Exercise
Give the records again in full, exactly as they are.

Available data

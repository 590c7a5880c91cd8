//! UI components for the dashboard shell and the request inbox.

pub mod org_requests;
pub mod org_switcher;
pub mod sidebar;
pub mod sidebar_nav;
pub mod toast_stack;
pub mod user_dropdown;
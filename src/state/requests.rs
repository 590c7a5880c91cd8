//! Accept/decline action state for pending join requests.
//!
//! Each request is either idle or running exactly one of the two actions;
//! the states are one enum, so "accepting and declining at once" is
//! unrepresentable. The map of in-flight actions is owned by the request
//! list, not by individual rows, which keeps re-entrancy enforcement in
//! one place instead of relying on disabled buttons.

#[cfg(test)]
#[path = "requests_test.rs"]
mod requests_test;

use std::collections::HashMap;

use crate::net::types::ActionError;

/// Toast text for a completed accept.
pub const ACCEPT_SUCCESS: &str = "Organization access granted";
/// Fallback toast text when an accept fails without a server message.
pub const ACCEPT_FAILURE: &str = "Organization access could not be granted";
/// Toast text for a completed decline.
pub const DECLINE_SUCCESS: &str = "Organization access declined";
/// Fallback toast text when a decline fails without a server message.
pub const DECLINE_FAILURE: &str = "Organization access could not be declined";

/// The two remote actions available on a pending request.
#[derive(Clone, Copy, Debug, PartialEq, Eq)]
pub enum ActionKind {
    Accept,
    Decline,
}

impl ActionKind {
    /// Toast text shown once the action completed and the list refreshed.
    pub fn success_text(self) -> &'static str {
        match self {
            Self::Accept => ACCEPT_SUCCESS,
            Self::Decline => DECLINE_SUCCESS,
        }
    }

    /// Fixed toast text used when the gateway failure carries no message.
    pub fn failure_fallback(self) -> &'static str {
        match self {
            Self::Accept => ACCEPT_FAILURE,
            Self::Decline => DECLINE_FAILURE,
        }
    }

    fn active_state(self) -> RequestAction {
        match self {
            Self::Accept => RequestAction::Accepting,
            Self::Decline => RequestAction::Declining,
        }
    }
}

/// Toast text for a failed action: the server's message when present,
/// otherwise the action's fixed fallback.
pub fn failure_text(kind: ActionKind, err: &ActionError) -> String {
    err.message
        .clone()
        .unwrap_or_else(|| kind.failure_fallback().to_owned())
}

/// Action state of a single request.
#[derive(Clone, Copy, Debug, Default, PartialEq, Eq)]
pub enum RequestAction {
    #[default]
    Idle,
    Accepting,
    Declining,
}

impl RequestAction {
    /// Whether an action is currently in flight for the request.
    pub fn is_busy(self) -> bool {
        self != Self::Idle
    }
}

/// In-flight action states keyed by request id.
///
/// Requests without an entry are `Idle`; entries exist only while an
/// action runs, so a refresh that drops a request from the snapshot
/// leaves nothing stale behind once that action settles.
#[derive(Clone, Debug, Default, PartialEq, Eq)]
pub struct RequestActions {
    states: HashMap<String, RequestAction>,
}

impl RequestActions {
    /// Current state of a request; unknown ids are `Idle`.
    pub fn state(&self, id: &str) -> RequestAction {
        self.states.get(id).copied().unwrap_or_default()
    }

    /// Start `kind` on request `id`.
    ///
    /// Returns `false` without changing anything when the request already
    /// has an action in flight — a re-entrant accept or decline is
    /// rejected here, whatever the buttons allowed. Callers must not
    /// proceed with the gateway call on `false`.
    pub fn try_begin(&mut self, id: &str, kind: ActionKind) -> bool {
        if self.state(id).is_busy() {
            return false;
        }
        self.states.insert(id.to_owned(), kind.active_state());
        true
    }

    /// Return request `id` to `Idle`. Runs on every completion path,
    /// success or failure; settling an unknown id is a no-op.
    pub fn settle(&mut self, id: &str) {
        self.states.remove(id);
    }
}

Task result
repository 590c7a5880c91cd8
//! UI components for the dashboard shell and the request inbox.

pub mod org_requests;
pub mod org_switcher;
pub mod sidebar;
pub mod sidebar_nav;
pub mod toast_stack;
pub mod user_dropdown;
filename src/state/requests.rs
repository 590c7a5880c91cd8
//! Accept/decline action state for pending join requests.
//!
//! Each request is either idle or running exactly one of the two actions;
//! the states are one enum, so "accepting and declining at once" is
//! unrepresentable. The map of in-flight actions is owned by the request
//! list, not by individual rows, which keeps re-entrancy enforcement in
//! one place instead of relying on disabled buttons.

#[cfg(test)]
#[path = "requests_test.rs"]
mod requests_test;

use std::collections::HashMap;

use crate::net::types::ActionError;

/// Toast text for a completed accept.
pub const ACCEPT_SUCCESS: &str = "Organization access granted";
/// Fallback toast text when an accept fails without a server message.
pub const ACCEPT_FAILURE: &str = "Organization access could not be granted";
/// Toast text for a completed decline.
pub const DECLINE_SUCCESS: &str = "Organization access declined";
/// Fallback toast text when a decline fails without a server message.
pub const DECLINE_FAILURE: &str = "Organization access could not be declined";

/// The two remote actions available on a pending request.
#[derive(Clone, Copy, Debug, PartialEq, Eq)]
pub enum ActionKind {
    Accept,
    Decline,
}

impl ActionKind {
    /// Toast text shown once the action completed and the list refreshed.
    pub fn success_text(self) -> &'static str {
        match self {
            Self::Accept => ACCEPT_SUCCESS,
            Self::Decline => DECLINE_SUCCESS,
        }
    }

    /// Fixed toast text used when the gateway failure carries no message.
    pub fn failure_fallback(self) -> &'static str {
        match self {
            Self::Accept => ACCEPT_FAILURE,
            Self::Decline => DECLINE_FAILURE,
        }
    }

    fn active_state(self) -> RequestAction {
        match self {
            Self::Accept => RequestAction::Accepting,
            Self::Decline => RequestAction::Declining,
        }
    }
}

/// Toast text for a failed action: the server's message when present,
/// otherwise the action's fixed fallback.
pub fn failure_text(kind: ActionKind, err: &ActionError) -> String {
    err.message
        .clone()
        .unwrap_or_else(|| kind.failure_fallback().to_owned())
}

/// Action state of a single request.
#[derive(Clone, Copy, Debug, Default, PartialEq, Eq)]
pub enum RequestAction {
    #[default]
    Idle,
    Accepting,
    Declining,
}

impl RequestAction {
    /// Whether an action is currently in flight for the request.
    pub fn is_busy(self) -> bool {
        self != Self::Idle
    }
}

/// In-flight action states keyed by request id.
///
/// Requests without an entry are `Idle`; entries exist only while an
/// action runs, so a refresh that drops a request from the snapshot
/// leaves nothing stale behind once that action settles.
#[derive(Clone, Debug, Default, PartialEq, Eq)]
pub struct RequestActions {
    states: HashMap<String, RequestAction>,
}

impl RequestActions {
    /// Current state of a request; unknown ids are `Idle`.
    pub fn state(&self, id: &str) -> RequestAction {
        self.states.get(id).copied().unwrap_or_default()
    }

    /// Start `kind` on request `id`.
    ///
    /// Returns `false` without changing anything when the request already
    /// has an action in flight — a re-entrant accept or decline is
    /// rejected here, whatever the buttons allowed. Callers must not
    /// proceed with the gateway call on `false`.
    pub fn try_begin(&mut self, id: &str, kind: ActionKind) -> bool {
        if self.state(id).is_busy() {
            return false;
        }
        self.states.insert(id.to_owned(), kind.active_state());
        true
    }

    /// Return request `id` to `Idle`. Runs on every completion path,
    /// success or failure; settling an unknown id is a no-op.
    pub fn settle(&mut self, id: &str) {
        self.states.remove(id);
    }
}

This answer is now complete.